[Opening Data shown section]

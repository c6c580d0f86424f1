use axum::{
  Json, Router,
  body::Bytes,
  extract::{Path, Query},
  http::{HeaderMap, StatusCode, header},
  response::{IntoResponse, Response},
  routing::{get, post},
};
use chrono::{TimeZone, Utc};
use clap::Parser as _;
use quire_core::{
  blob::BlobPath,
  document::{Document, UserId},
  message::{Message, Role},
};
use quire_rag::UploadEvent;
use serde::Deserialize;
use serde_json::json;
use uuid::Uuid;

use crate::{
  Args, ConfigFile,
  client::{ApiClient, ApiConfig, NdjsonDecoder},
  commands::{document_line, local_name, message_line},
  resolve,
};

// ─── Mock server ──────────────────────────────────────────────────────────────

// "alice:secret"
const ALICE: &str = "Basic YWxpY2U6c2VjcmV0";

fn sample_document() -> Document {
  let user = UserId::new("alice").unwrap();
  let document_id = Uuid::from_u128(7);
  Document {
    document_id,
    user_id: user.clone(),
    name: "paper.pdf".into(),
    size: 2048,
    mime_type: "application/pdf".into(),
    download_url: None,
    storage_path: BlobPath::for_document(&user, document_id),
    sha256: "ab".repeat(32),
    created_at: Utc.with_ymd_and_hms(2024, 5, 1, 9, 30, 0).unwrap(),
  }
}

fn unauthorized() -> Response {
  (StatusCode::UNAUTHORIZED, Json(json!({ "error": "unauthorized" }))).into_response()
}

fn authed(headers: &HeaderMap) -> bool {
  headers.get(header::AUTHORIZATION).is_some_and(|v| v == ALICE)
}

async fn me(headers: HeaderMap) -> Response {
  if !authed(&headers) {
    return unauthorized();
  }
  Json(json!({
    "user_id": "alice",
    "has_active_membership": false,
    "document_count": 1,
    "file_limit": 3,
    "is_over_file_limit": false,
  }))
  .into_response()
}

#[derive(Deserialize)]
struct UploadQuery {
  name: String,
}

async fn upload(headers: HeaderMap, Query(q): Query<UploadQuery>, body: Bytes) -> Response {
  if !authed(&headers) {
    return unauthorized();
  }
  let events: Vec<serde_json::Value> = match q.name.as_str() {
    "full.pdf" => vec![json!({ "status": "rejected", "message": "You'll need to upgrade to PRO" })],
    "broken.pdf" => vec![
      serde_json::to_value(UploadEvent::Uploaded { document_id: Uuid::nil() }).unwrap(),
      json!({ "status": "failed", "error": "embedding service unavailable" }),
    ],
    _ => {
      let is_pdf = headers.get(header::CONTENT_TYPE).is_some_and(|v| v == "application/pdf");
      if !is_pdf {
        return (StatusCode::BAD_REQUEST, Json(json!({ "error": "only PDFs" }))).into_response();
      }
      let total = body.len() as u64;
      let document = Document { name: q.name, size: total, ..sample_document() };
      [
        UploadEvent::Uploading { percent: 100, bytes_transferred: total, total_bytes: total },
        UploadEvent::Uploaded { document_id: document.document_id },
        UploadEvent::Saving { document_id: document.document_id },
        UploadEvent::Generating { document_id: document.document_id },
        UploadEvent::Complete { document, chunks: 4 },
      ]
      .iter()
      .map(|e| serde_json::to_value(e).unwrap())
      .collect()
    }
  };
  let body: String = events.iter().map(|e| format!("{e}\n")).collect();
  ([(header::CONTENT_TYPE, "application/x-ndjson")], body).into_response()
}

async fn get_document(Path(id): Path<Uuid>) -> Response {
  if id == sample_document().document_id {
    Json(sample_document()).into_response()
  } else {
    (StatusCode::NOT_FOUND, Json(json!({ "error": format!("document {id} not found") })))
      .into_response()
  }
}

#[derive(Deserialize)]
struct AskBody {
  question: String,
}

async fn ask(Json(body): Json<AskBody>) -> Json<serde_json::Value> {
  Json(json!({ "success": true, "message": format!("you asked: {}", body.question) }))
}

async fn spawn_server() -> String {
  let app = Router::new()
    .route("/api/me", get(me))
    .route("/api/documents", post(upload))
    .route("/api/documents/{id}", get(get_document))
    .route("/api/documents/{id}/ask", post(ask));
  let listener = tokio::net::TcpListener::bind("127.0.0.1:0").await.unwrap();
  let addr = listener.local_addr().unwrap();
  tokio::spawn(async move { axum::serve(listener, app).await.unwrap() });
  format!("http://{addr}/")
}

async fn client(password: &str) -> ApiClient {
  ApiClient::new(ApiConfig {
    base_url: spawn_server().await,
    username: "alice".into(),
    password: password.into(),
  })
  .unwrap()
}

// ─── Client ───────────────────────────────────────────────────────────────────

#[tokio::test]
async fn me_sends_basic_auth() {
  let sub = client("secret").await.me().await.unwrap();
  assert_eq!(sub.user_id.as_str(), "alice");
  assert_eq!(sub.file_limit, Some(3));
}

#[tokio::test]
async fn server_error_message_is_surfaced() {
  let err = client("wrong").await.me().await.unwrap_err();
  let text = err.to_string();
  assert!(text.contains("401"), "{text}");
  assert!(text.contains("unauthorized"), "{text}");

  let missing = Uuid::from_u128(99);
  let err = client("secret").await.get_document(missing).await.unwrap_err();
  assert!(err.to_string().contains(&format!("document {missing} not found")));
}

#[tokio::test]
async fn upload_reports_every_stage() {
  let dir = tempfile::tempdir().unwrap();
  let path = dir.path().join("paper.pdf");
  std::fs::write(&path, b"%PDF-1.4 fake").unwrap();

  let mut seen = Vec::new();
  let last = client("secret")
    .await
    .upload(&path, |e| seen.push(e.label()))
    .await
    .unwrap();

  assert_eq!(seen, [
    "Uploading file...",
    "File uploaded successfully",
    "Saving file to database",
    "Generating AI embeddings, This will only take a few seconds...",
    "Ready",
  ]);
  match last {
    UploadEvent::Complete { document, chunks } => {
      assert_eq!(document.name, "paper.pdf");
      assert_eq!(document.size, 13);
      assert_eq!(chunks, 4);
    }
    other => panic!("unexpected terminal event {other:?}"),
  }
}

#[tokio::test]
async fn upload_rejection_is_terminal() {
  let dir = tempfile::tempdir().unwrap();
  let path = dir.path().join("full.pdf");
  std::fs::write(&path, b"%PDF").unwrap();

  let last = client("secret").await.upload(&path, |_| {}).await.unwrap();
  assert!(matches!(last, UploadEvent::Rejected { message } if message.contains("PRO")));
}

#[tokio::test]
async fn failed_line_becomes_error() {
  let dir = tempfile::tempdir().unwrap();
  let path = dir.path().join("broken.pdf");
  std::fs::write(&path, b"%PDF").unwrap();

  let mut count = 0;
  let err = client("secret").await.upload(&path, |_| count += 1).await.unwrap_err();
  assert_eq!(count, 1);
  assert!(err.to_string().contains("embedding service unavailable"));
}

#[tokio::test]
async fn non_pdf_extension_is_sent_as_octet_stream() {
  let dir = tempfile::tempdir().unwrap();
  let path = dir.path().join("notes.txt");
  std::fs::write(&path, b"hello").unwrap();

  let err = client("secret").await.upload(&path, |_| {}).await.unwrap_err();
  assert!(err.to_string().contains("only PDFs"));
}

#[tokio::test]
async fn ask_posts_question() {
  let outcome = client("secret").await.ask(Uuid::from_u128(7), "what is it?").await.unwrap();
  assert!(outcome.success);
  assert_eq!(outcome.message.as_deref(), Some("you asked: what is it?"));
}

// ─── NDJSON ───────────────────────────────────────────────────────────────────

#[test]
fn decoder_reassembles_split_lines() {
  let mut d = NdjsonDecoder::default();
  assert!(d.push(b"{\"a\":").is_empty());
  assert_eq!(d.push(b"1}\n{\"b\""), vec!["{\"a\":1}"]);
  assert_eq!(d.push(b":2}\n\n"), vec!["{\"b\":2}"]);
  assert!(d.push(b"{\"c\":3}").is_empty());
  assert_eq!(d.finish().as_deref(), Some("{\"c\":3}"));
}

// ─── Config ───────────────────────────────────────────────────────────────────

#[test]
fn flags_override_file() {
  let args = Args::try_parse_from(["quire", "--url", "http://flag:1", "ls"]).unwrap();
  let file = ConfigFile {
    url:      "http://file:2".into(),
    username: "bob".into(),
    password: "pw".into(),
  };
  let cfg = resolve(&args, file);
  assert_eq!(cfg.base_url, "http://flag:1");
  assert_eq!(cfg.username, "bob");
  assert_eq!(cfg.password, "pw");
}

#[test]
fn ask_joins_words() {
  let args = Args::try_parse_from(["quire", "ask", &Uuid::nil().to_string(), "what", "is", "this"])
    .unwrap();
  match args.command {
    crate::Command::Ask { question, .. } => assert_eq!(question.join(" "), "what is this"),
    other => panic!("parsed {other:?}"),
  }
}

// ─── Formatting ───────────────────────────────────────────────────────────────

#[test]
fn lines_render_documents_and_messages() {
  let line = document_line(&sample_document());
  assert!(line.starts_with(&Uuid::from_u128(7).to_string()));
  assert!(line.ends_with("   2.00 KiB  2024-05-01 09:30  paper.pdf"), "{line}");

  let big = Document { size: 5 * 1024 * 1024 + 512 * 1024, ..sample_document() };
  assert!(document_line(&big).contains("   5.50 MiB  "), "{}", document_line(&big));

  let m = Message {
    message_id:  Uuid::nil(),
    document_id: Uuid::nil(),
    role:        Role::Ai,
    message:     "It is a paper.".into(),
    created_at:  Utc.with_ymd_and_hms(2024, 5, 1, 9, 31, 0).unwrap(),
  };
  assert_eq!(message_line(&m), "[09:31] ai : It is a paper.");
}

#[test]
fn download_names_are_flattened() {
  assert_eq!(local_name("paper.pdf"), "paper.pdf");
  assert_eq!(local_name("../../etc/passwd"), "passwd");
  assert_eq!(local_name("dir\\file.pdf"), "file.pdf");
  assert_eq!(local_name(".."), "document.pdf");
}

[Closing Data shown section]

Work to be completed: In the entries above, locate every line with the word "BlobPath" and copy it.

Answer for this exercise:
  blob::BlobPath,
    storage_path: BlobPath::for_document(&user, document_id),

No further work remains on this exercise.